Le dosage, en tout cas, fonctionne à merveille jusqu’à maintenant. Mais saura-t-il séduire les États-Uniens eux-mêmes? Au moment où nous le rencontrons, Elmaleh vient de donner quelques spectacles dans un petit comedy club à New York, et en français s’il vous plaît. "Dans la salle, il y avait des Québécois, des Libanais, des Français. C’est dans ces moments-là qu’on s’aperçoit que la francophonie est disséminée partout dans le monde. C’est énorme. C’est aussi pour ça que j’ai aimé le Québec, parce que ça me donnait une autre vision de la francophonie. Je suis d’ailleurs beaucoup trop francophile pour déménager aux États-Unis ou me mettre à travailler en anglais. Je peux facilement tourner partout dans le monde en français. C’est merveilleux."

De haut en bas

Papa est en haut a déjà été présenté à Montréal en 2007. Mais comme ses spectacles sont toujours en mouvement, la version qui nous sera présentée inclut beaucoup de nouveau matériel, en plus d’une introduction conçue sur mesure pour le public québécois. N’empêche, ce sont encore les thèmes de la paternité et de la filiation qui dominent, dans un esprit très autobiographique.

"Papa est en haut, ça veut aussi dire que papa a du succès, mais qu’un jour il va redescendre. Je parle de la notoriété, de la fragilité de tout ça, et aussi du fait qu’on n’est jamais vraiment arrivé au sommet. Je voulais parler de la notoriété comme d’une expérience humaine et non simplement comme d’une chose acquise ou un accomplissement héroïque. J’essaie de prendre du recul et d’analyser mon vécu en tant que personnage public connu. C’est très intéressant, les phrases que les gens te disent parce que tu es connu – des trucs que jamais on ne te dirait dans un autre contexte. C’est un phénomène que j’essaie de détacher du contexte du boulot et de voir comme une expérience humaine complètement folle. Je pourrais être irrité par le rapport nécessairement très superficiel avec mes fans, mais en fait ça me va, parce que rares sont les personnes qui l’admettent, mais moi, je n’ai pas fait ce métier-là seulement pour être artiste, mais aussi pour être connu. Je voulais être une vedette. J’adore la célébrité."
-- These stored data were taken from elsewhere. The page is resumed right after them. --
use std::path::Path;
use crate::utils::{css_format, css_string};
use super::DocumentHeader;

pub fn render_header(header: &DocumentHeader) -> String {
    format!(
        "/*\n * Web Font Package\n * Generated: {}\n * Generator: FontPack {}\n */\n\n",
        header.generated_at, header.version
    )
}

/// One `@font-face` rule.
///
/// The woff2 source, when there is one, is listed before the original.
pub fn render_font_face(
    family_name: &str,
    weight: u16,
    style: &str,
    preferred_source: Option<&Path>,
    fallback_source: &Path,
) -> String {
    let mut sources = Vec::with_capacity(2);
    if let Some(preferred) = preferred_source {
        sources.push(format!("url(\"{}\") format(\"woff2\")", source_url(preferred)));
    }
    sources.push(format!(
        "url(\"{}\") format(\"{}\")",
        source_url(fallback_source),
        css_format(fallback_source)
    ));

    format!(
        "@font-face {{\n  font-family: \"{}\";\n  src: {};\n  font-weight: {};\n  font-style: {};\n  font-display: swap;\n}}\n\n",
        css_string(family_name),
        sources.join(",\n       "),
        weight,
        style
    )
}

/// Sources are referenced relative to the stylesheet, which sits beside them
fn source_url(path: &Path) -> String {
    let name = path
        .file_name()
        .map(|n| n.to_string_lossy().into_owned())
        .unwrap_or_default();
    css_string(&name)
}

#[cfg(test)]
mod tests {
    use super::*;

    #[test]
    fn woff2_source_comes_first() {
        let rule = render_font_face(
            "Alpha",
            700,
            "normal",
            Some(Path::new("/out/A.woff2")),
            Path::new("/out/A.ttf"),
        );
        assert_eq!(
            rule,
            "@font-face {\n  font-family: \"Alpha\";\n  src: url(\"A.woff2\") format(\"woff2\"),\n       url(\"A.ttf\") format(\"truetype\");\n  font-weight: 700;\n  font-style: normal;\n  font-display: swap;\n}\n\n"
        );
    }

    #[test]
    fn original_only_without_conversion() {
        let rule = render_font_face("Beta", 400, "italic", None, Path::new("B.otf"));
        assert!(rule.contains("  src: url(\"B.otf\") format(\"opentype\");\n"));
        assert!(!rule.contains("woff2"));
        assert!(rule.contains("font-style: italic;"));
    }
}
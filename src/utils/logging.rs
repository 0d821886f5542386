use std::fmt;
use std::fs::{File, OpenOptions};
use std::io::{self, Write};
use std::path::Path;
use std::sync::{Arc, Mutex};
use chrono::Local;
use tracing::{Event, Level, Subscriber};
use tracing_subscriber::filter::LevelFilter;
use tracing_subscriber::fmt::format::Writer;
use tracing_subscriber::fmt::{FmtContext, FormatEvent, FormatFields, MakeWriter};
use tracing_subscriber::prelude::*;
use tracing_subscriber::registry::LookupSpan;

const RESET: &str = "\x1b[0m";

/// Formats events as `[YYYY-MM-DD HH:MM:SS] [LEVEL] message`
#[derive(Debug, Clone, Copy)]
pub struct LineFormat {
    ansi: bool,
}

impl LineFormat {
    pub fn plain() -> Self {
        Self { ansi: false }
    }

    pub fn colored() -> Self {
        Self { ansi: true }
    }
}

fn level_color(level: &Level) -> &'static str {
    match *level {
        Level::ERROR => "\x1b[31m",
        Level::WARN => "\x1b[33m",
        Level::INFO => "\x1b[32m",
        Level::DEBUG => "\x1b[34m",
        Level::TRACE => "\x1b[35m",
    }
}

impl<S, N> FormatEvent<S, N> for LineFormat
where
    S: Subscriber + for<'a> LookupSpan<'a>,
    N: for<'a> FormatFields<'a> + 'static,
{
    fn format_event(
        &self,
        ctx: &FmtContext<'_, S, N>,
        mut writer: Writer<'_>,
        event: &Event<'_>,
    ) -> fmt::Result {
        let level = event.metadata().level();
        let timestamp = Local::now().format("%Y-%m-%d %H:%M:%S");
        if self.ansi {
            write!(writer, "[{}] {}[{}]{} ", timestamp, level_color(level), level.as_str(), RESET)?;
        } else {
            write!(writer, "[{}] [{}] ", timestamp, level.as_str())?;
        }
        ctx.field_format().format_fields(writer.by_ref(), event)?;
        writeln!(writer)
    }
}

/// Log file that can be attached after logging has started.
///
/// Until [`LogFile::attach`] is called, events written here are dropped.
#[derive(Debug, Clone, Default)]
pub struct LogFile {
    file: Arc<Mutex<Option<File>>>,
}

impl LogFile {
    /// Start appending plain log lines to `path`
    pub fn attach(&self, path: &Path) -> io::Result<()> {
        let file = OpenOptions::new().create(true).append(true).open(path)?;
        if let Ok(mut slot) = self.file.lock() {
            *slot = Some(file);
        }
        Ok(())
    }
}

pub struct LogFileWriter {
    file: Arc<Mutex<Option<File>>>,
}

impl Write for LogFileWriter {
    fn write(&mut self, buf: &[u8]) -> io::Result<usize> {
        match self.file.lock() {
            Ok(mut slot) => match slot.as_mut() {
                Some(file) => file.write(buf),
                None => Ok(buf.len()),
            },
            Err(_) => Ok(buf.len()),
        }
    }

    fn flush(&mut self) -> io::Result<()> {
        match self.file.lock() {
            Ok(mut slot) => match slot.as_mut() {
                Some(file) => file.flush(),
                None => Ok(()),
            },
            Err(_) => Ok(()),
        }
    }
}

impl<'a> MakeWriter<'a> for LogFile {
    type Writer = LogFileWriter;

    fn make_writer(&'a self) -> Self::Writer {
        LogFileWriter {
            file: Arc::clone(&self.file),
        }
    }
}

/// Install the console + log file subscriber.
///
/// Returns the log file handle so the pipeline can attach it once the
/// output directory exists.
pub fn init_logging(verbose: bool) -> LogFile {
    let level = if verbose { LevelFilter::DEBUG } else { LevelFilter::INFO };
    let log_file = LogFile::default();

    let console = tracing_subscriber::fmt::layer()
        .event_format(LineFormat::colored())
        .with_writer(io::stdout)
        .with_filter(level);
    let file = tracing_subscriber::fmt::layer()
        .event_format(LineFormat::plain())
        .with_ansi(false)
        .with_writer(log_file.clone())
        .with_filter(level);

    // A subscriber may already be installed (tests); keep it
    let _ = tracing_subscriber::registry().with(console).with(file).try_init();
    log_file
}
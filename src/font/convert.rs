use std::collections::HashSet;
use std::fs;
use std::path::{Path, PathBuf};
use std::time::Duration;
use tempfile::TempDir;
use tracing::{debug, info, warn};
use crate::error::{Error, Result};
use crate::models::ConversionResult;
use crate::utils::{font_base_name, run_tool, safe_move_file};

/// Google's woff2 encoder
pub const WOFF2_TOOL: &str = "woff2_compress";
pub const WOFF2_EXTENSION: &str = "woff2";

/// Produces a compressed sibling of a font file
pub trait Converter: Send + Sync {
    /// Compress `font` and return the path of the sibling it wrote
    fn compress(&self, font: &Path) -> Result<PathBuf>;
}

/// Runs `woff2_compress`, which writes `<name>.woff2` next to its input
#[derive(Debug, Clone)]
pub struct Woff2Compress {
    timeout: Duration,
}

impl Woff2Compress {
    pub fn new(timeout: Duration) -> Self {
        Self { timeout }
    }
}

impl Converter for Woff2Compress {
    fn compress(&self, font: &Path) -> Result<PathBuf> {
        run_tool(WOFF2_TOOL, [font.as_os_str()], font.parent(), self.timeout)?;
        Ok(font.with_extension(WOFF2_EXTENSION))
    }
}

/// `<base>.woff2` inside `output_dir`
pub fn woff2_target(font: &Path, output_dir: &Path) -> PathBuf {
    output_dir.join(format!("{}.{}", font_base_name(font), WOFF2_EXTENSION))
}

/// Give every font its own WOFF2 file name in `output_dir`.
///
/// Names are claimed in the order given. A font whose base name was already
/// claimed, ignoring case, gets the first free `<base>-N.woff2`.
pub fn woff2_targets(fonts: &[PathBuf], output_dir: &Path) -> Vec<PathBuf> {
    let mut claimed = HashSet::new();
    fonts
        .iter()
        .map(|font| {
            let base = font_base_name(font);
            let mut name = format!("{}.{}", base, WOFF2_EXTENSION);
            let mut suffix = 2;
            while !claimed.insert(name.to_lowercase()) {
                name = format!("{}-{}.{}", base, suffix, WOFF2_EXTENSION);
                suffix += 1;
            }
            if suffix > 2 {
                debug!("{} shares its base name with an earlier font, using {}", font.display(), name);
            }
            output_dir.join(name)
        })
        .collect()
}

/// Converts fonts into the output directory without ever failing the batch
pub struct FontConverter {
    converter: Box<dyn Converter>,
}

impl FontConverter {
    pub fn new(converter: Box<dyn Converter>) -> Self {
        Self { converter }
    }

    /// Convert `font` and place the result in `output_dir`.
    ///
    /// Failures are logged as warnings and reported through the result.
    pub fn convert(&self, font: &Path, output_dir: &Path) -> ConversionResult {
        self.convert_to(font, &woff2_target(font, output_dir))
    }

    /// Convert `font` and place the result at `target`
    pub fn convert_to(&self, font: &Path, target: &Path) -> ConversionResult {
        match self.try_convert(font, target) {
            Ok(path) => {
                info!("Converted {} to WOFF2", font.display());
                ConversionResult::converted(path)
            }
            Err(e) => {
                warn!("WOFF2 conversion failed for {}: {}", font.display(), e);
                ConversionResult::failed()
            }
        }
    }

    fn try_convert(&self, font: &Path, target: &Path) -> Result<PathBuf> {
        let file_name = font
            .file_name()
            .ok_or_else(|| Error::InvalidPath(font.to_path_buf()))?;

        // The encoder writes beside its input; stage a private copy so the
        // input directory is never written to
        let workdir = TempDir::new()?;
        let staged = workdir.path().join(file_name);
        fs::copy(font, &staged)?;

        let produced = self.converter.compress(&staged)?;
        if !produced.is_file() {
            return Err(Error::Tool {
                tool: WOFF2_TOOL.to_string(),
                message: format!("expected output {} was not produced", produced.display()),
            });
        }

        safe_move_file(&produced, target)?;
        Ok(target.to_path_buf())
    }
}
Celui qui carbure à la "vibration" de la scène et se dit complètement "exalté" par les foules qui l’applaudissent n’en éprouvera pas moins un léger trac avant de fouler les planches du Centre Bell. "Je fais tous les soirs des salles semblables en France, déclare le premier humoriste français à s’offrir le Centre Bell. Mais comme je ne vis pas ici, je sais que ce spectacle sera particulier. C’est une grande salle, c’est le temple du hockey, le temple du sport national, alors c’est vraiment un emblème au Québec. C’est comme un rendez-vous amoureux. J’ai rendez-vous avec une fille magnifique, mais j’ai un peu le trac et j’espère que je serai comme il faut."

ooo

Gad au pays de Tintin

En parlant des États-Unis, il serait difficile de garder sous silence la participation de Gad Elmaleh au prochain film de Steven Spielberg, Tintin: Le Secret de la Licorne. Inspiré de la célèbre bande dessinée, le film a été entièrement tourné avec la technologie de captation de mouvements (motion capture), une expérience particulière pour l’humoriste et comédien, qui en était d’ailleurs à sa première visite sur un plateau hollywoodien. "Il y a des capteurs partout, tu es branché de partout et tu dois jouer avec ça. En même temps, ce qui était fabuleux, c’est qu’on jouait en continuité et c’était donc un peu comme au théâtre. Tourner en anglais, c’était aussi un défi considérable pour moi, sans compter que le texte a changé très souvent en cours de tournage."

Gad Elmaleh, également réalisateur à ses heures, en a profité pour observer le maître en action. "Il arrive à avoir la maîtrise de son plateau sans jamais hausser le ton, sans jamais exiger les choses de manière péremptoire. Il est même très affectueux. Depuis que je l’ai vu travailler, je me dis qu’un réalisateur qui sait profondément ce qu’il veut n’a qu’à le faire savoir et le gens feront tout pour le bien du film, car ils sentent que le chef est convaincu de ses choix. Tu n’as pas besoin de gueuler, pas besoin de t’énerver, pas besoin d’être anxieux. Pour moi, c’est une leçon de cinéma, mais aussi une leçon de vie." La sortie du film est prévue pour la fin 2011. À suivre.